On n’est pas sérieux quand on a 17 ans

 

Crise climatique, guerre en Ukraine, recul dans le monde de certains acquis sociaux… en ce moment, l’ambiance n’est pas à son prime, contrairement à 2013 où les horizons semblaient un peu plus sympathiques. « On entendait beaucoup moins parler de féminisme, racisme ou problématiques lgbt+ et cela à un impact dans la création musicale aujourd’hui. Les artistes, particulièrement ceux qui sont minorisés, comme Lizzo ou Stan Smith, deviennent les porte-paroles de certaines communautés, parfois malgré eux, et prennent en retour d’énormes backslashs, ce n’était pas le cas il y a dix ans » note Valentin. En 2013, Obama était réélu, le mariage pour tous était promulgué en France, les attentats du Bataclan et de Charlie Hebdo n’avaient pas encore eu lieu… Bref, on a l’impression d’avoir vécu 1000 vies depuis. « La période nous apparaît comme idéale, mais en vérité, il faut aussi se dire que l’on écoutait beaucoup moins les minorités qu’aujourd’hui, et que les artistes étaient bien moins politisés » expose-t-il.
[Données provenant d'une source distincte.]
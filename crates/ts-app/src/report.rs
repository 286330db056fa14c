use std::io::Write;

use anyhow::Result;
use serde::Serialize;
use ts_core::model::{AveragedResult, ClusterSet, FrequencyCluster, Recording, Spectrum};
use ts_core::request::{CaptureRequest, Correction};
use ts_core::traits::Visualizer;

use crate::session::RANKED_HEAD;

/// Width of the bar charts, in characters.
const BAR_WIDTH: usize = 40;
/// Buckets per text spectrum chart.
const TEXT_BUCKETS: usize = 24;
/// Buckets of the JSON spectrum, spread over 0 .. Nyquist.
const JSON_BUCKETS: usize = 64;
/// Text spectrum views: full range, then zoomed on the low partials.
const SPECTRUM_VIEWS: [f64; 2] = [4500.0, 800.0];

/// Loudest amplitude within one frequency slice of a spectrum.
#[derive(Clone, Copy, Debug, PartialEq, Serialize)]
pub struct SpectrumBucket {
    pub from_hz: f64,
    pub to_hz: f64,
    pub amplitude: f64,
}

/// Split `0 .. max_hz` into `buckets` equal slices, keeping the max
/// amplitude of the bins falling in each. Bins at or above `max_hz` are
/// ignored; empty slices have amplitude 0.
#[must_use]
pub fn spectrum_buckets(spectrum: &Spectrum, max_hz: f64, buckets: usize) -> Vec<SpectrumBucket> {
    if buckets == 0 || max_hz <= 0.0 {
        return Vec::new();
    }
    let width = max_hz / buckets as f64;
    let mut out: Vec<SpectrumBucket> = (0..buckets)
        .map(|i| SpectrumBucket {
            from_hz: i as f64 * width,
            to_hz: (i + 1) as f64 * width,
            amplitude: 0.0,
        })
        .collect();

    let end = spectrum.frequencies_hz().partition_point(|&f| f < max_hz);
    for (f, a) in spectrum.bins().take(end) {
        let idx = ((f / width) as usize).min(buckets - 1);
        out[idx].amplitude = out[idx].amplitude.max(a);
    }
    out
}

/// Peak and RMS level of a recording.
fn waveform_levels(samples: &[f32]) -> (f32, f32) {
    if samples.is_empty() {
        return (0.0, 0.0);
    }
    let peak = samples.iter().fold(0.0_f32, |m, s| m.max(s.abs()));
    let energy: f64 = samples.iter().map(|&s| f64::from(s).powi(2)).sum();
    let rms = (energy / samples.len() as f64).sqrt() as f32;
    (peak, rms)
}

/// Human-readable tables and bar charts.
pub struct TextReport<W: Write> {
    out: W,
}

impl<W: Write> TextReport<W> {
    pub fn new(out: W) -> Self {
        Self { out }
    }

    pub fn into_inner(self) -> W {
        self.out
    }

    fn spectrum_chart(&mut self, spectrum: &Spectrum, max_hz: f64) -> Result<()> {
        let buckets = spectrum_buckets(spectrum, max_hz, TEXT_BUCKETS);
        let loudest = buckets.iter().fold(0.0_f64, |m, b| m.max(b.amplitude));
        writeln!(
            self.out,
            "Spectre 0-{max_hz:.0} Hz (max par tranche de {:.1} Hz)",
            max_hz / TEXT_BUCKETS as f64
        )?;
        for b in &buckets {
            let filled = if loudest > 0.0 {
                ((b.amplitude / loudest) * BAR_WIDTH as f64).round() as usize
            } else {
                0
            };
            writeln!(self.out, "{:>7.0} Hz |{}", b.from_hz, "#".repeat(filled))?;
        }
        Ok(())
    }
}

impl<W: Write> Visualizer for TextReport<W> {
    fn show_trial(
        &mut self,
        trial: usize,
        request: &CaptureRequest,
        recording: &Recording,
        spectrum: &Spectrum,
        clusters: &ClusterSet,
    ) -> Result<()> {
        writeln!(
            self.out,
            "Essai {trial} : {} échantillons @ {} Hz, {} bins",
            recording.samples().len(),
            recording.sample_rate_hz(),
            spectrum.len()
        )?;
        for correction in request.corrections() {
            writeln!(self.out, "  correction : {correction}")?;
        }
        let (peak, rms) = waveform_levels(recording.samples());
        writeln!(self.out, "Signal : crête {peak:.3}, RMS {rms:.3}")?;

        for max_hz in SPECTRUM_VIEWS {
            self.spectrum_chart(spectrum, max_hz)?;
        }

        writeln!(self.out, "  #  fréquence (Hz)   amplitude   bins")?;
        for (i, c) in clusters.clusters().iter().enumerate() {
            writeln!(
                self.out,
                "{:>3}  {:>14.2}  {:>10.3}  {:>5}",
                i + 1,
                c.representative_hz,
                c.peak_amplitude,
                c.members
            )?;
        }
        writeln!(
            self.out,
            "Fréquence la plus basse : {:.2} Hz",
            clusters.min_frequency_hz()
        )?;
        let head: Vec<String> = clusters
            .ranked_head(RANKED_HEAD)
            .iter()
            .map(|f| format!("{f:.1}"))
            .collect();
        writeln!(self.out, "Bins les plus forts : {}", head.join(", "))?;
        writeln!(self.out)?;
        Ok(())
    }

    fn show_average(&mut self, result: &AveragedResult) -> Result<()> {
        writeln!(self.out, "Moyenne sur {} essais", result.trials)?;
        for (i, pct) in result.percentages().iter().enumerate() {
            let freq = result
                .frequencies_hz
                .get(i)
                .map_or_else(|| "-".to_string(), |f| format!("{f:.1}"));
            let filled = ((pct / 100.0) * BAR_WIDTH as f64).round() as usize;
            writeln!(
                self.out,
                "{freq:>9} Hz |{:<width$}| {pct:5.1} %",
                "#".repeat(filled.min(BAR_WIDTH)),
                width = BAR_WIDTH
            )?;
        }
        writeln!(self.out)?;
        self.out.flush()?;
        Ok(())
    }
}

#[derive(Serialize)]
#[serde(tag = "event", rename_all = "snake_case")]
enum Event<'a> {
    Trial {
        trial: usize,
        sample_rate_hz: u32,
        samples: usize,
        peak: f32,
        rms: f32,
        corrections: &'a [Correction],
        bins: usize,
        spectrum: Vec<SpectrumBucket>,
        min_frequency_hz: f64,
        ranked_head_hz: &'a [f64],
        clusters: &'a [FrequencyCluster],
    },
    Average {
        #[serde(flatten)]
        result: &'a AveragedResult,
        percentages: Vec<f64>,
    },
}

/// One JSON object per line, for piping into other tools.
pub struct JsonReport<W: Write> {
    out: W,
}

impl<W: Write> JsonReport<W> {
    pub fn new(out: W) -> Self {
        Self { out }
    }

    pub fn into_inner(self) -> W {
        self.out
    }

    fn emit(&mut self, event: &Event<'_>) -> Result<()> {
        serde_json::to_writer(&mut self.out, event)?;
        writeln!(self.out)?;
        self.out.flush()?;
        Ok(())
    }
}

impl<W: Write> Visualizer for JsonReport<W> {
    fn show_trial(
        &mut self,
        trial: usize,
        request: &CaptureRequest,
        recording: &Recording,
        spectrum: &Spectrum,
        clusters: &ClusterSet,
    ) -> Result<()> {
        let (peak, rms) = waveform_levels(recording.samples());
        self.emit(&Event::Trial {
            trial,
            sample_rate_hz: recording.sample_rate_hz(),
            samples: recording.samples().len(),
            peak,
            rms,
            corrections: request.corrections(),
            bins: spectrum.len(),
            spectrum: spectrum_buckets(spectrum, recording.nyquist_hz(), JSON_BUCKETS),
            min_frequency_hz: clusters.min_frequency_hz(),
            ranked_head_hz: clusters.ranked_head(RANKED_HEAD),
            clusters: clusters.clusters(),
        })
    }

    fn show_average(&mut self, result: &AveragedResult) -> Result<()> {
        self.emit(&Event::Average {
            result,
            percentages: result.percentages(),
        })
    }
}

#[cfg(test)]
mod tests {
    use super::*;

    struct Fixture {
        request: CaptureRequest,
        recording: Recording,
        spectrum: Spectrum,
        clusters: ClusterSet,
        average: AveragedResult,
    }

    /// Flat spectrum over 0 .. 4500 Hz (10 Hz bins) with one loud bin at 440 Hz.
    fn fixture() -> Fixture {
        let freqs: Vec<f64> = (0..450).map(|i| f64::from(i) * 10.0).collect();
        let amps: Vec<f64> = freqs
            .iter()
            .map(|&f| if (f - 440.0).abs() < 1e-9 { 50.0 } else { 1.0 })
            .collect();
        let ranked: Vec<f64> = (0..12).map(|i| 440.0 + f64::from(i)).collect();
        Fixture {
            request: CaptureRequest::new(15.0, 96_000.0).unwrap(),
            recording: Recording::new(vec![0.5, -1.0, 0.5, 0.0], 1, 9000),
            spectrum: Spectrum::from_bins(freqs, amps).unwrap(),
            clusters: ClusterSet::new(
                vec![
                    FrequencyCluster { representative_hz: 440.0, peak_amplitude: 50.0, members: 3 },
                    FrequencyCluster { representative_hz: 2.5, peak_amplitude: 1.0, members: 2 },
                ],
                ranked,
            )
            .unwrap(),
            average: AveragedResult {
                frequencies_hz: vec![440.0],
                mean_shares: vec![0.75, 0.25],
                trials: 5,
            },
        }
    }

    #[test]
    fn buckets_keep_max_amplitude() {
        let f = fixture();
        let buckets = spectrum_buckets(&f.spectrum, 800.0, 8);
        assert_eq!(buckets.len(), 8);
        let loudest = buckets
            .iter()
            .enumerate()
            .max_by(|a, b| a.1.amplitude.total_cmp(&b.1.amplitude))
            .map(|(i, _)| i);
        assert_eq!(loudest, Some(4));
        assert!((buckets[4].from_hz - 400.0).abs() < 1e-9);
        assert!((buckets[4].amplitude - 50.0).abs() < f64::EPSILON);
        assert!((buckets[0].amplitude - 1.0).abs() < f64::EPSILON);
    }

    #[test]
    fn buckets_of_degenerate_range_are_empty() {
        let f = fixture();
        assert!(spectrum_buckets(&f.spectrum, 0.0, 8).is_empty());
        assert!(spectrum_buckets(&Spectrum::default(), 800.0, 4)
            .iter()
            .all(|b| b.amplitude == 0.0));
    }

    #[test]
    fn waveform_levels_of_short_signal() {
        let (peak, rms) = waveform_levels(&[0.5, -1.0, 0.5, 0.0]);
        assert!((peak - 1.0).abs() < f32::EPSILON);
        assert!((rms - 0.375_f32.sqrt()).abs() < 1e-6);
        assert_eq!(waveform_levels(&[]), (0.0, 0.0));
    }

    #[test]
    fn text_report_draws_both_spectrum_views() {
        let f = fixture();
        let mut report = TextReport::new(Vec::new());
        report
            .show_trial(1, &f.request, &f.recording, &f.spectrum, &f.clusters)
            .unwrap();
        let text = String::from_utf8(report.into_inner()).unwrap();

        assert!(text.contains("Spectre 0-4500 Hz"));
        assert!(text.contains("Spectre 0-800 Hz"));
        let full_bar = "#".repeat(BAR_WIDTH);
        // 440 Hz falls in the 375 Hz slice (187.5 Hz wide) and the 433 Hz slice (33.3 Hz wide).
        assert!(text.contains(&format!("    375 Hz |{full_bar}\n")));
        assert!(text.contains(&format!("    433 Hz |{full_bar}\n")));
        assert_eq!(text.matches(&format!("|{full_bar}\n")).count(), 2);
    }

    #[test]
    fn text_report_lists_clusters_and_diagnostics() {
        let f = fixture();
        let mut report = TextReport::new(Vec::new());
        report
            .show_trial(1, &f.request, &f.recording, &f.spectrum, &f.clusters)
            .unwrap();
        report.show_average(&f.average).unwrap();
        let text = String::from_utf8(report.into_inner()).unwrap();

        assert!(text.contains("Essai 1 : 4 échantillons @ 9000 Hz, 450 bins"));
        assert!(text.contains("Signal : crête 1.000, RMS 0.612"));
        assert_eq!(text.matches("  correction : ").count(), 2);
        assert!(text.contains("Fréquence la plus basse : 2.50 Hz"));
        assert!(text.contains("Bins les plus forts : 440.0, 441.0,"));
        assert!(!text.contains("450.0"));
        assert!(text.contains("Moyenne sur 5 essais"));
        assert!(text.contains(&format!("    440.0 Hz |{:<40}|  75.0 %", "#".repeat(30))));
        assert!(text.contains(&format!("        - Hz |{:<40}|  25.0 %", "#".repeat(10))));
    }

    #[test]
    fn json_report_writes_one_object_per_line() {
        let f = fixture();
        let mut report = JsonReport::new(Vec::new());
        report
            .show_trial(3, &f.request, &f.recording, &f.spectrum, &f.clusters)
            .unwrap();
        report.show_average(&f.average).unwrap();
        let text = String::from_utf8(report.into_inner()).unwrap();
        let lines: Vec<serde_json::Value> = text
            .lines()
            .map(|l| serde_json::from_str(l).unwrap())
            .collect();

        assert_eq!(lines.len(), 2);
        assert_eq!(lines[0]["event"], "trial");
        assert_eq!(lines[0]["trial"], 3);
        assert_eq!(lines[0]["clusters"][1]["members"], 2);
        assert_eq!(lines[1]["event"], "average");
        assert_eq!(lines[1]["trials"], 5);
        assert_eq!(lines[1]["percentages"][0], 75.0);
    }

    #[test]
    fn json_trial_carries_spectrum_and_diagnostics() {
        let f = fixture();
        let mut report = JsonReport::new(Vec::new());
        report
            .show_trial(1, &f.request, &f.recording, &f.spectrum, &f.clusters)
            .unwrap();
        let text = String::from_utf8(report.into_inner()).unwrap();
        let trial: serde_json::Value = serde_json::from_str(text.trim_end()).unwrap();

        // 64 slices over 0 .. 4500 Hz: 440 Hz lands in slice 6 (421.9 .. 492.2 Hz).
        let spectrum = trial["spectrum"].as_array().unwrap();
        assert_eq!(spectrum.len(), JSON_BUCKETS);
        assert_eq!(spectrum[6]["amplitude"], 50.0);
        assert_eq!(spectrum[5]["amplitude"], 1.0);

        let head = trial["ranked_head_hz"].as_array().unwrap();
        assert_eq!(head.len(), RANKED_HEAD);
        assert_eq!(head[0], 440.0);

        let corrections = trial["corrections"].as_array().unwrap();
        assert_eq!(corrections.len(), 2);
        assert_eq!(corrections[0]["field"], "duration");
        assert_eq!(corrections[0]["kind"], "clamped");
        assert_eq!(corrections[0]["to"], 10.0);
        assert_eq!(corrections[1]["field"], "sample_rate");
        assert_eq!(trial["peak"], 1.0);
    }
}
Il faut le rappeler, 2013 est aussi l’année de l’appropriation du twerk par Miley Cyrus, et du tube hautement problématique Blurred Lines, dont le clip a été le théâtre d’une agression sexuelle subit par la mannequin Emily Ratajkowsky du chanteur Robin Thicke. 2013 est un petit bonbon délicieux en termes de musique, mais en dix ans plus tard le monde a changé, et tant mieux.